I'm not a cynic, but being in government for more than seven years, it seems like this sentiment continues to be deeply embedded in the way we do things. We create silos to restrict who gets what information. We typically need to ask permission to share draft work with colleagues outside of our office. Some of us even password protect documents (eek!) to add more layers of security because we don’t want to be caught as public-servant-zero who accidentally leaked information to the press about some potential decision.
It’s time to have a conversation about values.
Open government will not work if it does not start with public servants exhibiting behaviours that demonstrate values that align with it. If we’re going to achieve transparency, and if our goal is to have truly open dialogue with citizens, we need to examine if what we say aligns with what we do.
The other night, I went to Design with Dialogue – a monthly event hosted by OCAD university. The topic was timely: Cultural Values and Social Change. Our facilitator, Aryne Sheppard, took us through a number of exercises to identify what kinds of values we think we need to have in order to tackle some of the biggest problems we’re trying to solve – climate change, homelessness, and poverty/inequality, to name a few.
|A graphic that visualizes groupings of values as a circle. Click for full-sized image.|
The framework she used is from the Schwartz values theory. It divides values into sub-groups like universalism (valuing equality, wisdom, social justice, etc.), tradition (valuing devoutness, moderation, acceptance of the way things are, etc.), power (valuing wealth, social influence over others, preserving the public image, etc.) – among others. Values on opposite sides of the circle are inherently in conflict, while values that are close to each other are complementary.
She emphasized throughout our conversations that there are no bad or good values; studies show that cross-culturally, and around the world, there are a consistent set of values [PDF] that emerge. The key is how each of us prioritize our values, and what to do with the cognitive dissonance that results when values are in conflict with each other.
For example, like our Yes, Minister quote suggests, if we say to the public that we value openness, but inside government we behave in a closed manner, the underlying tension this causes makes it seem like we’re not being genuine (hence, we can have one or the other; not both). Not only that, but it makes it difficult for staff to feel engaged with the priorities we say publicly that we're supposed to be exhibiting.

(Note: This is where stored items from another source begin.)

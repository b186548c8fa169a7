//! Stats and health routes.

use std::sync::Arc;

use axum::extract::State;
use axum::routing::get;
use axum::{Json, Router};
use livegraph_store::format_uptime;

use crate::state::AppState;

pub fn routes() -> Router<Arc<AppState>> {
    Router::new()
        .route("/stats", get(get_stats))
        .route("/health", get(health_check))
}

/// GET /api/stats: ingestion counters.
async fn get_stats(State(state): State<Arc<AppState>>) -> Json<serde_json::Value> {
    let (snap, retained) = state.store.read_with(|len| (state.stats.snapshot(), len));

    Json(serde_json::json!({
        "total_received": snap.total_received,
        "unique_videos": snap.unique_videos,
        "server_uptime": format_uptime(state.stats.uptime()),
        "start_time": snap.start_time.to_rfc3339(),
        "latest_graphs": retained,
    }))
}

/// GET /api/health
async fn health_check(State(state): State<Arc<AppState>>) -> Json<serde_json::Value> {
    Json(serde_json::json!({
        "status": "healthy",
        "timestamp": chrono::Utc::now().to_rfc3339(),
        "uptime": format_uptime(state.stats.uptime()),
    }))
}
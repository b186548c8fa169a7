//! Landing page. The live force-graph view is an external consumer of the
//! JSON routes; this page only points at them.

use std::sync::Arc;

use axum::response::Html;
use axum::routing::get;
use axum::Router;

use crate::state::AppState;

const INDEX_HTML: &str = r#"<!DOCTYPE html>
<html lang="en">
<head>
<meta charset="UTF-8">
<title>Live Graph Server</title>
</head>
<body>
<h1>Live Graph Server</h1>
<p>Configure the extension's Graph Push API URL as <code>/api/graph-data</code> on this host.</p>
<ul>
<li><a href="/api/stats">/api/stats</a></li>
<li><a href="/api/graphs?limit=10">/api/graphs?limit=10</a></li>
<li><a href="/api/health">/api/health</a></li>
</ul>
</body>
</html>
"#;

pub fn routes() -> Router<Arc<AppState>> {
    Router::new().route("/", get(index))
}

/// GET /
async fn index() -> Html<&'static str> {
    Html(INDEX_HTML)
}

It’s time to revisit our social contract with people.
Kent Aitken from the federal public service has an interesting blog post from early this year that starts digging into the question, “What is government for?” He mentions the social contract: the “deal or arrangement we can expect from the institutions, people, and environments around us, having been born into a society.”

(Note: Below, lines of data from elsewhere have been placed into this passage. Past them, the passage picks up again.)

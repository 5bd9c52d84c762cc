use std::{collections::HashMap, sync::Arc};

use async_trait::async_trait;
use sqlx::PgPool;
use time::OffsetDateTime;
use tokio::sync::RwLock;
use uuid::Uuid;

use crate::auth::{
    errors::StoreError,
    repo_types::{normalize_email, NewUser, User},
};

/// SQLSTATE raised by Postgres on a unique index conflict.
const PG_UNIQUE_VIOLATION: &str = "23505";

/// Durable collection of users keyed by normalized email.
///
/// `create` is the authority on uniqueness: it must reject a second user with
/// the same email atomically, even when two signups race past a lookup.
#[async_trait]
pub trait UserStore: Send + Sync {
    async fn find_by_email(&self, email: &str) -> Result<Option<User>, StoreError>;
    async fn create(&self, new_user: NewUser) -> Result<User, StoreError>;
}

#[derive(Clone)]
pub struct PgUserStore {
    db: PgPool,
}

impl PgUserStore {
    pub fn new(db: PgPool) -> Self {
        Self { db }
    }
}

fn map_sqlx(err: sqlx::Error) -> StoreError {
    let unique_violation = matches!(
        &err,
        sqlx::Error::Database(db) if db.code().as_deref() == Some(PG_UNIQUE_VIOLATION)
    );
    if unique_violation {
        StoreError::DuplicateEmail
    } else {
        StoreError::Unavailable(err.into())
    }
}

#[async_trait]
impl UserStore for PgUserStore {
    async fn find_by_email(&self, email: &str) -> Result<Option<User>, StoreError> {
        sqlx::query_as::<_, User>(
            r#"
            SELECT id, username, email, password_hash, current_refresh_token_id,
                   created_at, updated_at
            FROM users
            WHERE lower(email) = $1
            "#,
        )
        .bind(normalize_email(email))
        .fetch_optional(&self.db)
        .await
        .map_err(map_sqlx)
    }

    async fn create(&self, new_user: NewUser) -> Result<User, StoreError> {
        sqlx::query_as::<_, User>(
            r#"
            INSERT INTO users (username, email, password_hash)
            VALUES ($1, $2, $3)
            RETURNING id, username, email, password_hash, current_refresh_token_id,
                      created_at, updated_at
            "#,
        )
        .bind(&new_user.username)
        .bind(normalize_email(&new_user.email))
        .bind(&new_user.password_hash)
        .fetch_one(&self.db)
        .await
        .map_err(map_sqlx)
    }
}

/// Process-local store. Check and insert happen under one write lock.
#[derive(Clone, Default)]
pub struct InMemoryUserStore {
    users: Arc<RwLock<HashMap<String, User>>>,
}

impl InMemoryUserStore {
    pub fn new() -> Self {
        Self::default()
    }

    pub async fn len(&self) -> usize {
        self.users.read().await.len()
    }
}

#[async_trait]
impl UserStore for InMemoryUserStore {
    async fn find_by_email(&self, email: &str) -> Result<Option<User>, StoreError> {
        let users = self.users.read().await;
        Ok(users.get(&normalize_email(email)).cloned())
    }

    async fn create(&self, new_user: NewUser) -> Result<User, StoreError> {
        let email = normalize_email(&new_user.email);
        let mut users = self.users.write().await;
        if users.contains_key(&email) {
            return Err(StoreError::DuplicateEmail);
        }
        let now = OffsetDateTime::now_utc();
        let user = User {
            id: Uuid::new_v4(),
            username: new_user.username,
            email: email.clone(),
            password_hash: new_user.password_hash,
            current_refresh_token_id: None,
            created_at: now,
            updated_at: now,
        };
        users.insert(email, user.clone());
        Ok(user)
    }
}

Kent shared with me a Mowat Centre initiative on this very topic: Renewing Canada’s Social Architecture. The premise is that while we haven’t changed our institutions much since the 1960s (suffrage for Aboriginal peoples was finally granted in 1960, for example), societal values and expectations have changed dramatically.
I believe, like he does, that it’s time we start thinking about a new social contract. And I believe it starts with values.

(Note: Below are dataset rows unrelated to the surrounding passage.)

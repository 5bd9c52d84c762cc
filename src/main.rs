use credential_auth::{app, state::AppState};

#[tokio::main]
async fn main() -> anyhow::Result<()> {
    dotenvy::dotenv().ok();

    let env_filter = std::env::var("RUST_LOG")
        .unwrap_or_else(|_| "credential_auth=debug,axum=info,tower_http=info".to_string());
    let json_logs = std::env::var("LOG_FORMAT")
        .map(|v| v == "json")
        .unwrap_or(false);

    if json_logs {
        tracing_subscriber::fmt()
            .with_env_filter(env_filter)
            .with_target(false)
            .json()
            .init();
    } else {
        tracing_subscriber::fmt().with_env_filter(env_filter).init();
    }

    let app_state = match AppState::init().await {
        Ok(state) => state,
        Err(e) => {
            tracing::error!(error = ?e, "server failed to start");
            return Err(e);
        }
    };

    let addr = app_state.config.bind_addr()?;
    app::serve(app::build_app(app_state), addr).await
}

So the question is, how might we, inside government, start shifting our culture (rooted in the values we exhibit) to become more aligned with social values?
What might a “cognitive government” look like?
One of my contacts recently shared this Nesta post on “cognitive government” with me, which is what got me thinking about all of this. A core element of a cognitive government – a government that adapts more rapidly to emergent shifts – is that “Governments should do more than just opening up; they need to become parts of co-creation ecosystems.” Among other things, this implies the end of the siloed mentality from the days of Yes Minister.
These new ecosystems Nesta refers to are being created and recreated all the time, and outside of any perceived control we think we have inside government. The capacity people have to self-organize and start movements has grown ever more rapidly since the birth of the internet and technologies that bridge geographic barriers to seek out and collaborate with like minded people. To become an activist these days, it’s as easy as clicking “retweet.”
We need to start asking deeper questions.
Are we playing in these spaces? Are we connecting with citizens in a meaningful way – in a way where they have a real stake in decision making, where they’re empowered to co-create policies alongside us, where we truly value their experiential knowledge and apply it to the way we deliver programs to them?
And what about inside government? Do we create safe spaces for experimentation and collaboration across ministries? Have we made an attempt to map the employee experience and identify where risk aversion comes from, and where we can intervene to fix some of the bottlenecks to innovation?
|Systems visualized as an iceberg (source). Click for the full-sized image.|
Are we thinking beyond the surface level to change our patterns? Have we taken a look at those lower-iceberg levels where our mental models and unconscious or conscious biases continue to define our behaviour?
Who’s willing to try to figure this out with me?